§ PROMPT:
Search the entries below. Return every line that has "pipeline" in it.

Recorded data
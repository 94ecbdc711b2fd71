//! Health check endpoint for the media pipeline
//!
//! Provides HTTP health check endpoint for orchestration and monitoring.
// Copyright 2025 Francisco F. Pinochet
//
// Licensed under the Apache License, Version 2.0 (the "License");
// you may not use this file except in compliance with the License.
// You may obtain a copy of the License at
//
//     http://www.apache.org/licenses/LICENSE-2.0
//
// Unless required by applicable law or agreed to in writing, software
// distributed under the License is distributed on an "AS IS" BASIS,
// WITHOUT WARRANTIES OR CONDITIONS OF ANY KIND, either express or implied.
// See the License for the specific language governing permissions and
// limitations under the License.


use axum::{extract::State, response::Json, routing::get, Router};
use serde_json::json;
use std::sync::Arc;
use tokio::net::TcpListener;
use tokio_util::sync::CancellationToken;
use tracing::info;

use crate::dispatcher::{DispatcherStats, JobIntake};

#[derive(Clone)]
struct HealthState {
    stats: Arc<DispatcherStats>,
    intake: JobIntake,
    workers: usize,
}

/// Health check server state
pub struct HealthServer {
    port: u16,
    state: HealthState,
}

impl HealthServer {
    /// Create a new health check server
    pub fn new(port: u16, stats: Arc<DispatcherStats>, intake: JobIntake, workers: usize) -> Self {
        Self {
            port,
            state: HealthState {
                stats,
                intake,
                workers,
            },
        }
    }

    fn router(&self) -> Router {
        Router::new()
            .route("/health", get(health_check))
            .route("/api/health", get(health_check))
            .with_state(self.state.clone())
    }

    /// Serve until `shutdown` fires
    pub async fn start(self, shutdown: CancellationToken) -> anyhow::Result<()> {
        let app = self.router();

        let addr = format!("0.0.0.0:{}", self.port);
        let listener = TcpListener::bind(&addr)
            .await
            .map_err(|e| anyhow::anyhow!("Failed to bind health check server to {}: {}", addr, e))?;

        info!(port = self.port, "Health check server started");

        axum::serve(listener, app)
            .with_graceful_shutdown(async move { shutdown.cancelled().await })
            .await
            .map_err(|e| anyhow::anyhow!("Health check server error: {}", e))?;

        info!("Health check server stopped");
        Ok(())
    }
}

/// Health check handler
async fn health_check(State(state): State<HealthState>) -> Json<serde_json::Value> {
    Json(json!({
        "status": "ok",
        "service": "media-pipeline",
        "timestamp": chrono::Utc::now().to_rfc3339(),
        "version": env!("CARGO_PKG_VERSION"),
        "workers": state.workers,
        "active": state.stats.active(),
        "ready": state.stats.ready(),
        "failed": state.stats.failed(),
        "queue_depth": state.intake.depth(),
    }))
}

§ EXPECTED ANSWER:
//! Health check endpoint for the media pipeline
        "service": "media-pipeline",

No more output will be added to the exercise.